Chapitre 2 : La personne qu’il et elle ont rencontrée est…
Partie 5
« ... Je pensais que mon cœur allait s’arrêter de battre, » déclara Alice.
« Voilà ce que je voulais également dire. Mademoiselle Alice, qu’aurions-nous fait si vous vous étiez déchaînée en pleine salle ? » demanda Rin.
Laissant derrière eux la salle, elles passèrent devant la foule et arrivèrent à l’extérieur. Alice ressentit enfin un sentiment de soulagement au moment où elle arriva dans la rue principale,
« Sommes-nous suivies ? » demanda Alice.
« Nous ne sommes pas suivies. Jusqu’à ce que nous soyons sorties de la salle, cet épéiste n’a pas bougé d’un iota, » répondit Rin. « Cependant, nous devrions probablement faire l’hypothèse qu’il agira bientôt contre nous. »
La Cité Neutre ne faisait aucune distinction entre l’Empire et la Théocratie de la Maison Impériale Nébulis. Et comme les citoyens de l’un ou l’autre pays pouvaient librement venir ici, la possibilité de rencontrer quelqu’un de connu existait.
« ... Mais quand même, de penser qu’il était assis juste à côté de moi, » déclara Alice.

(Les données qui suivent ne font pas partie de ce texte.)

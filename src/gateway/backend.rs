//! Backend abstraction over the two transports.
//!
//! A backend is a live connection to one remote MCP server. The two
//! concrete transports share a single contract — initialize, send, info,
//! healthy, close — dispatched through a closed sum type rather than an
//! open trait: the set of transports is fixed by configuration.

use std::time::Duration;

use serde_json::Value;

use super::errors::GatewayError;
use super::http::HttpBackend;
use super::stdio::StdioBackend;
use super::types::InitializeResult;
use crate::config::BackendConfig;

// ─── BackendInfo ─────────────────────────────────────────────────────────────

/// Metadata identifying a backend.
#[derive(Debug, Clone, PartialEq, Eq)]
pub struct BackendInfo {
    /// Unique backend name (routing-table key).
    pub name: String,
    /// Transport tag: "http" or "stdio".
    pub transport: String,
    /// Name of the configuration group the backend belongs to.
    pub group: String,
}

// ─── Backend ─────────────────────────────────────────────────────────────────

/// A connection to one remote MCP server.
#[derive(Debug)]
pub enum Backend {
    Http(HttpBackend),
    Stdio(StdioBackend),
}

impl Backend {
    /// Instantiate the right transport variant for a configuration entry.
    pub fn from_config(
        cfg: &BackendConfig,
        group: &str,
        timeout: Duration,
    ) -> Result<Self, GatewayError> {
        match cfg.transport.as_str() {
            "http" => Ok(Backend::Http(HttpBackend::new(cfg, group, timeout)?)),
            "stdio" => Ok(Backend::Stdio(StdioBackend::new(cfg, group, timeout)?)),
            other => Err(GatewayError::Config {
                reason: format!(
                    "unsupported transport type '{other}' for backend '{}'",
                    cfg.name
                ),
            }),
        }
    }

    /// Perform the `initialize` handshake against the remote server.
    pub async fn initialize(&self) -> Result<InitializeResult, GatewayError> {
        match self {
            Backend::Http(b) => b.initialize().await,
            Backend::Stdio(b) => b.initialize().await,
        }
    }

    /// Send an arbitrary JSON-RPC request and return the raw `result`.
    pub async fn send(&self, method: &str, params: Value) -> Result<Value, GatewayError> {
        match self {
            Backend::Http(b) => b.send(method, params).await,
            Backend::Stdio(b) => b.send(method, params).await,
        }
    }

    /// Backend metadata.
    pub fn info(&self) -> &BackendInfo {
        match self {
            Backend::Http(b) => b.info(),
            Backend::Stdio(b) => b.info(),
        }
    }

    /// Outcome of the most recent request attempt. Advisory: callers may
    /// still attempt requests against an unhealthy backend.
    pub fn healthy(&self) -> bool {
        match self {
            Backend::Http(b) => b.healthy(),
            Backend::Stdio(b) => b.healthy(),
        }
    }

    /// Release transport resources. Idempotent.
    pub async fn close(&self) {
        match self {
            Backend::Http(b) => b.close().await,
            Backend::Stdio(b) => b.close().await,
        }
    }
}

// ─── Tests ───────────────────────────────────────────────────────────────────
//! MCP Gateway — a single JSON-RPC endpoint federating many backend MCP
//! servers.
//!
//! Clients see one logical server whose catalog is the union of the
//! backends'. Backend tools are reached exclusively through three
//! meta-tools (`list_tools`, `describe_tool`, `call_tool`), which keeps
//! the advertised tool surface — and the client's context cost — constant
//! no matter how many backends are federated.

pub mod config;
pub mod gateway;
pub mod server;

pub use config::Config;
pub use gateway::{Gateway, GatewayError};
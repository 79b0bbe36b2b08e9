//! Gateway error types.

use thiserror::Error;

use super::types::error_codes;

/// Errors that can occur during gateway operations.
#[derive(Debug, Error)]
pub enum GatewayError {
    /// Configuration problem: unsupported transport, missing required
    /// field, invalid value. Fatal at construction.
    #[error("config error: {reason}")]
    Config { reason: String },

    /// Transport-level failure talking to a backend: connection refused,
    /// non-2xx HTTP status, broken pipe. Flips the backend unhealthy.
    #[error("backend '{backend}' unavailable: {reason}")]
    Unavailable { backend: String, reason: String },

    /// The backend replied, but the envelope could not be decoded or is
    /// missing its `result`. Flips the backend unhealthy.
    #[error("protocol error from backend '{backend}': {reason}")]
    Protocol { backend: String, reason: String },

    /// The backend returned a well-formed JSON-RPC error. The remote is
    /// reachable, so health is untouched.
    #[error("backend '{backend}' returned error [{code}]: {message}")]
    Remote {
        backend: String,
        code: i64,
        message: String,
    },

    /// A tool, resource, or prompt name is not in the routing table.
    #[error("{kind} '{name}' not found")]
    NotFound { kind: &'static str, name: String },

    /// A backend call exceeded its deadline. Flips the backend unhealthy.
    #[error("backend '{backend}' timed out after {timeout_secs}s")]
    Timeout { backend: String, timeout_secs: u64 },

    /// Request parameters are missing or mistyped.
    #[error("invalid params: {reason}")]
    InvalidParams { reason: String },

    /// Client-facing server failure (bind, accept).
    #[error("server error: {reason}")]
    Server { reason: String },
}

impl GatewayError {
    /// Map an error onto the JSON-RPC code surfaced to the client.
    pub fn jsonrpc_code(&self) -> i64 {
        match self {
            GatewayError::InvalidParams { .. } => error_codes::INVALID_PARAMS,
            GatewayError::NotFound { .. } => error_codes::INVALID_PARAMS,
            GatewayError::Remote { code, .. } => *code,
            GatewayError::Config { .. }
            | GatewayError::Unavailable { .. }
            | GatewayError::Protocol { .. }
            | GatewayError::Timeout { .. }
            | GatewayError::Server { .. } => error_codes::INTERNAL_ERROR,
        }
    }
}

// ─── Tests ───────────────────────────────────────────────────────────────────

« En premier lieu, cet homme a déjà vu votre visage, » déclara Rin. « Tout autre soldat ne serait pas capable de vous reconnaître. Rencontrer des alliés ou des ennemis dans la Cité Neutre est quelque chose qui ne peut vraiment pas être évité en raison de la nature même de cette cité. »

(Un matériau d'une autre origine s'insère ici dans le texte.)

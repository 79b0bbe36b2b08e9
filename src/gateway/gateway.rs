//! The gateway server.
//!
//! Wires the registry, discovery, routing table, meta-tool facade, and
//! listing cache together and dispatches client JSON-RPC calls:
//! - `initialize` answers with dynamically-computed capabilities
//! - `tools/*` goes through the meta-tool facade only
//! - `resources/*` and `prompts/*` route by exact key and forward
//!
//! Lifecycle: Constructed → (initialize) → Serving → (close) → Closed,
//! with a terminal Failed state entered when initialize errors. Failed
//! and Closed accept no further lifecycle transitions.

use std::sync::Arc;
use std::time::Duration;

use parking_lot::RwLock;
use serde_json::{json, Value};

use super::cache::ListingCache;
use super::discovery::{CapabilityDiscoverer, GatewayCapabilities, RoutingTable};
use super::errors::GatewayError;
use super::metatools::{is_meta_tool, meta_tool_descriptors, MetaToolHandler};
use super::registry::BackendRegistry;
use super::types::{
    error_codes, IncomingRequest, JsonRpcResponse, GATEWAY_NAME, GATEWAY_VERSION,
    PROTOCOL_VERSION,
};
use crate::config::Config;
use crate::gateway::backend::Backend;

/// Outer deadline for startup capability discovery.
const DISCOVERY_TIMEOUT: Duration = Duration::from_secs(30);

// ─── Lifecycle ───────────────────────────────────────────────────────────────

#[derive(Debug, Clone, Copy, PartialEq, Eq)]
enum Lifecycle {
    Constructed,
    Serving,
    /// Initialize failed. Terminal.
    Failed,
    Closed,
}

// ─── Gateway ─────────────────────────────────────────────────────────────────

/// The federating MCP gateway.
#[derive(Debug)]
pub struct Gateway {
    registry: Arc<BackendRegistry>,
    routing: Arc<RoutingTable>,
    discoverer: CapabilityDiscoverer,
    metatools: MetaToolHandler,
    cache: ListingCache,
    capabilities: RwLock<GatewayCapabilities>,
    state: RwLock<Lifecycle>,
}

impl Gateway {
    /// Build a gateway from a validated configuration.
    ///
    /// Instantiates one backend per configuration entry and registers it.
    /// An unsupported transport fails construction.
    pub fn new(config: &Config) -> Result<Self, GatewayError> {
        config.validate()?;

        let timeout = Duration::from_secs(config.gateway.timeout);
        let registry = Arc::new(BackendRegistry::new());

        for group in &config.groups {
            for backend_cfg in &group.backends {
                let backend = Backend::from_config(backend_cfg, &group.name, timeout)?;
                tracing::info!(
                    backend = %backend_cfg.name,
                    transport = %backend_cfg.transport,
                    group = %group.name,
                    "added backend"
                );
                registry.add(backend);
            }
        }

        let routing = Arc::new(RoutingTable::new());
        let discoverer = CapabilityDiscoverer::new(registry.clone(), routing.clone());
        let metatools = MetaToolHandler::new(registry.clone(), routing.clone());

        let cache = if config.middleware.caching.enabled {
            ListingCache::new(Duration::from_secs(config.middleware.caching.ttl))
        } else {
            ListingCache::disabled()
        };

        Ok(Self {
            registry,
            routing,
            discoverer,
            metatools,
            cache,
            capabilities: RwLock::new(GatewayCapabilities::default()),
            state: RwLock::new(Lifecycle::Constructed),
        })
    }

    /// Run capability discovery and enter the serving state.
    ///
    /// Discovery tolerates per-backend failures; the gateway serves
    /// whatever federation was established. Calling this twice, or after
    /// close, is an error.
    pub async fn initialize(&self) -> Result<(), GatewayError> {
        {
            let state = self.state.read();
            if *state != Lifecycle::Constructed {
                return Err(GatewayError::Server {
                    reason: format!("cannot initialize gateway in {:?} state", *state),
                });
            }
        }

        tracing::info!("initializing MCP gateway");
        let capabilities = match self.discoverer.discover(DISCOVERY_TIMEOUT).await {
            Ok(capabilities) => capabilities,
            Err(e) => {
                tracing::error!(error = %e, "gateway initialization failed");
                *self.state.write() = Lifecycle::Failed;
                return Err(e);
            }
        };

        *self.capabilities.write() = capabilities;
        *self.state.write() = Lifecycle::Serving;

        tracing::info!(
            tools = capabilities.tools,
            resources = capabilities.resources,
            prompts = capabilities.prompts,
            "gateway serving"
        );
        Ok(())
    }

    /// Aggregated capability flags.
    pub fn capabilities(&self) -> GatewayCapabilities {
        *self.capabilities.read()
    }

    /// The backend registry (exposed for tests and diagnostics).
    pub fn registry(&self) -> Arc<BackendRegistry> {
        self.registry.clone()
    }

    /// The routing table (exposed for tests and diagnostics).
    pub fn routing_table(&self) -> Arc<RoutingTable> {
        self.routing.clone()
    }

    /// Close all backends. Idempotent; safe to call twice.
    ///
    /// Failed is terminal: backends are still released, but the state
    /// does not transition.
    pub async fn close(&self) {
        {
            let mut state = self.state.write();
            match *state {
                Lifecycle::Closed => return,
                Lifecycle::Failed => {}
                _ => *state = Lifecycle::Closed,
            }
        }
        tracing::info!("closing MCP gateway");
        self.registry.close().await;
    }

    // ─── Dispatch ────────────────────────────────────────────────────────

    /// Dispatch one client JSON-RPC message.
    ///
    /// Returns `None` for notifications, which get no response.
    pub async fn handle_request(&self, request: IncomingRequest) -> Option<JsonRpcResponse> {
        if request.is_notification() {
            tracing::debug!(method = %request.method, "dropping notification");
            return None;
        }

        let id = request.response_id();

        {
            let state = self.state.read();
            if *state != Lifecycle::Serving {
                return Some(JsonRpcResponse::error(
                    id,
                    error_codes::INTERNAL_ERROR,
                    "gateway is not serving",
                ));
            }
        }

        let capabilities = self.capabilities();
        let params = request.params.unwrap_or_else(|| json!({}));

        let response = match request.method.as_str() {
            "initialize" => self.handle_initialize(id, capabilities),
            "ping" => JsonRpcResponse::success(id, json!({})),
            "tools/list" if capabilities.tools => {
                JsonRpcResponse::success(id, json!({"tools": meta_tool_descriptors()}))
            }
            "tools/call" if capabilities.tools => self.handle_tools_call(id, &params).await,
            "resources/list" if capabilities.resources => {
                let payload = self.aggregate_listing("resources/list", "resources").await;
                JsonRpcResponse::success(id, payload)
            }
            "resources/read" if capabilities.resources => {
                self.handle_resources_read(id, &params).await
            }
            "prompts/list" if capabilities.prompts => {
                let payload = self.aggregate_listing("prompts/list", "prompts").await;
                JsonRpcResponse::success(id, payload)
            }
            "prompts/get" if capabilities.prompts => self.handle_prompts_get(id, &params).await,
            method => JsonRpcResponse::error(
                id,
                error_codes::METHOD_NOT_FOUND,
                format!("method '{method}' not found"),
            ),
        };

        Some(response)
    }

    fn handle_initialize(&self, id: Value, capabilities: GatewayCapabilities) -> JsonRpcResponse {
        let mut caps = serde_json::Map::new();
        if capabilities.tools {
            caps.insert("tools".into(), json!({}));
        }
        if capabilities.resources {
            caps.insert("resources".into(), json!({}));
        }
        if capabilities.prompts {
            caps.insert("prompts".into(), json!({}));
        }

        JsonRpcResponse::success(
            id,
            json!({
                "protocolVersion": PROTOCOL_VERSION,
                "capabilities": caps,
                "serverInfo": {
                    "name": GATEWAY_NAME,
                    "version": GATEWAY_VERSION,
                },
            }),
        )
    }

    async fn handle_tools_call(&self, id: Value, params: &Value) -> JsonRpcResponse {
        let Some(name) = params.get("name").and_then(|v| v.as_str()) else {
            return JsonRpcResponse::error(
                id,
                error_codes::INVALID_PARAMS,
                "tool name is required",
            );
        };

        // Backend-native tool names are not callable directly; the three
        // meta-tools are the only legal entry points.
        if !is_meta_tool(name) {
            tracing::warn!(tool = %name, "rejected direct tool call");
            return JsonRpcResponse::error(
                id,
                error_codes::METHOD_NOT_FOUND,
                format!("direct tool calls are prohibited; use the meta-tools (requested tool: '{name}')"),
            );
        }

        let arguments = params.get("arguments").cloned().unwrap_or_else(|| json!({}));

        match self.metatools.handle(name, &arguments).await {
            Ok(result) => JsonRpcResponse::success(id, result),
            Err(e) => JsonRpcResponse::error(id, e.jsonrpc_code(), e.to_string()),
        }
    }

    async fn handle_resources_read(&self, id: Value, params: &Value) -> JsonRpcResponse {
        let Some(uri) = params.get("uri").and_then(|v| v.as_str()) else {
            return JsonRpcResponse::error(
                id,
                error_codes::INVALID_PARAMS,
                "resource uri is required",
            );
        };

        let Some(backend_name) = self.routing.find_resource_backend(uri) else {
            return JsonRpcResponse::error(
                id,
                error_codes::INVALID_PARAMS,
                format!("resource '{uri}' not found"),
            );
        };

        self.forward(id, &backend_name, "resources/read", json!({"uri": uri}))
            .await
    }

    async fn handle_prompts_get(&self, id: Value, params: &Value) -> JsonRpcResponse {
        let Some(name) = params.get("name").and_then(|v| v.as_str()) else {
            return JsonRpcResponse::error(
                id,
                error_codes::INVALID_PARAMS,
                "prompt name is required",
            );
        };

        let Some(backend_name) = self.routing.find_prompt_backend(name) else {
            return JsonRpcResponse::error(
                id,
                error_codes::INVALID_PARAMS,
                format!("prompt '{name}' not found"),
            );
        };

        let mut forward_params = serde_json::Map::new();
        forward_params.insert("name".into(), json!(name));
        if let Some(arguments) = params.get("arguments") {
            forward_params.insert("arguments".into(), arguments.clone());
        }

        self.forward(id, &backend_name, "prompts/get", Value::Object(forward_params))
            .await
    }

    /// Forward a routed request to its owning backend verbatim.
    async fn forward(
        &self,
        id: Value,
        backend_name: &str,
        method: &str,
        params: Value,
    ) -> JsonRpcResponse {
        let Some(backend) = self.registry.get(backend_name) else {
            return JsonRpcResponse::error(
                id,
                error_codes::INTERNAL_ERROR,
                format!("backend '{backend_name}' not available"),
            );
        };

        match backend.send(method, params).await {
            Ok(result) => JsonRpcResponse::success(id, result),
            Err(e) => {
                tracing::warn!(backend = %backend_name, method, error = %e, "routed call failed");
                JsonRpcResponse::error(id, e.jsonrpc_code(), e.to_string())
            }
        }
    }

    /// Aggregate a listing method across all healthy backends, behind the
    /// TTL cache. Per-backend failures are logged and skipped.
    async fn aggregate_listing(&self, method: &str, key: &str) -> Value {
        if let Some(cached) = self.cache.get(method) {
            tracing::debug!(method, "serving aggregate listing from cache");
            return cached;
        }

        let mut items: Vec<Value> = Vec::new();
        for backend in self.registry.healthy() {
            let name = backend.info().name.clone();
            match backend.send(method, json!({})).await {
                Ok(result) => match result.get(key).and_then(|v| v.as_array()) {
                    Some(entries) => items.extend(entries.iter().cloned()),
                    None => {
                        tracing::warn!(backend = %name, method, key, "listing result missing expected array");
                    }
                },
                Err(e) => {
                    tracing::warn!(backend = %name, method, error = %e, "failed to aggregate listing");
                }
            }
        }

        let mut payload = serde_json::Map::new();
        payload.insert(key.to_string(), Value::Array(items));
        let payload = Value::Object(payload);

        self.cache.put(method, payload.clone());
        payload
    }
}

// ─── Tests ───────────────────────────────────────────────────────────────────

« C-C’est vrai... ! » répondit Alice. « Allons prendre quelque chose à manger afin de nous ressaisir un peu. »
Après avoir fermé les yeux et secoué ses pensées oisives, Alice avait commencé à marcher dans la rue principale d’un pas décidé.
« Si je me souviens bien, il y a un célèbre restaurant de pâtes ici, » déclara Alice. « Après tout, mes préparatifs sont parfaits ! »
« Mademoiselle Alice, vous aimez vraiment les pâtes, hehe, » répliqua Rin.
« Je pourrais tout à fait n’avoir rien d’autre que des pâtes pendant un mois entier et cela ne me gênerait pas du tout, » répondit Alice.
« Que vous le puissiez ou non, vous ne devriez pas le faire, » répondit Rin.
« Ne sois pas si obstinée. Dans tous les cas, viens avec moi, » déclara Alice.
Puis, saisissant la main de Rin, elle se dirigea vers le nord de la rue. En arrivant au bout de la rue qui donnait sur la place, une pancarte pour un célèbre restaurant de pâtes apparut devant leurs yeux.
« Toutes mes excuses. La foule du midi vient juste d’arriver dans notre restaurant, » en regardant les deux filles qui venaient d’arriver, une serveuse portant un tablier avait baissé la tête et s’était excusée auprès d’elles. « Si vous avez une réservation ou si vous acceptez de partager une table, alors je pourrais tout de suite vous guider... »
« Cela ne nous dérange pas. Maintenant, Rin, allons-y, » déclara Alice.
Les deux filles s’étaient retrouvées placées sur le côté d’une table qui pouvait accueillir quatre personnes.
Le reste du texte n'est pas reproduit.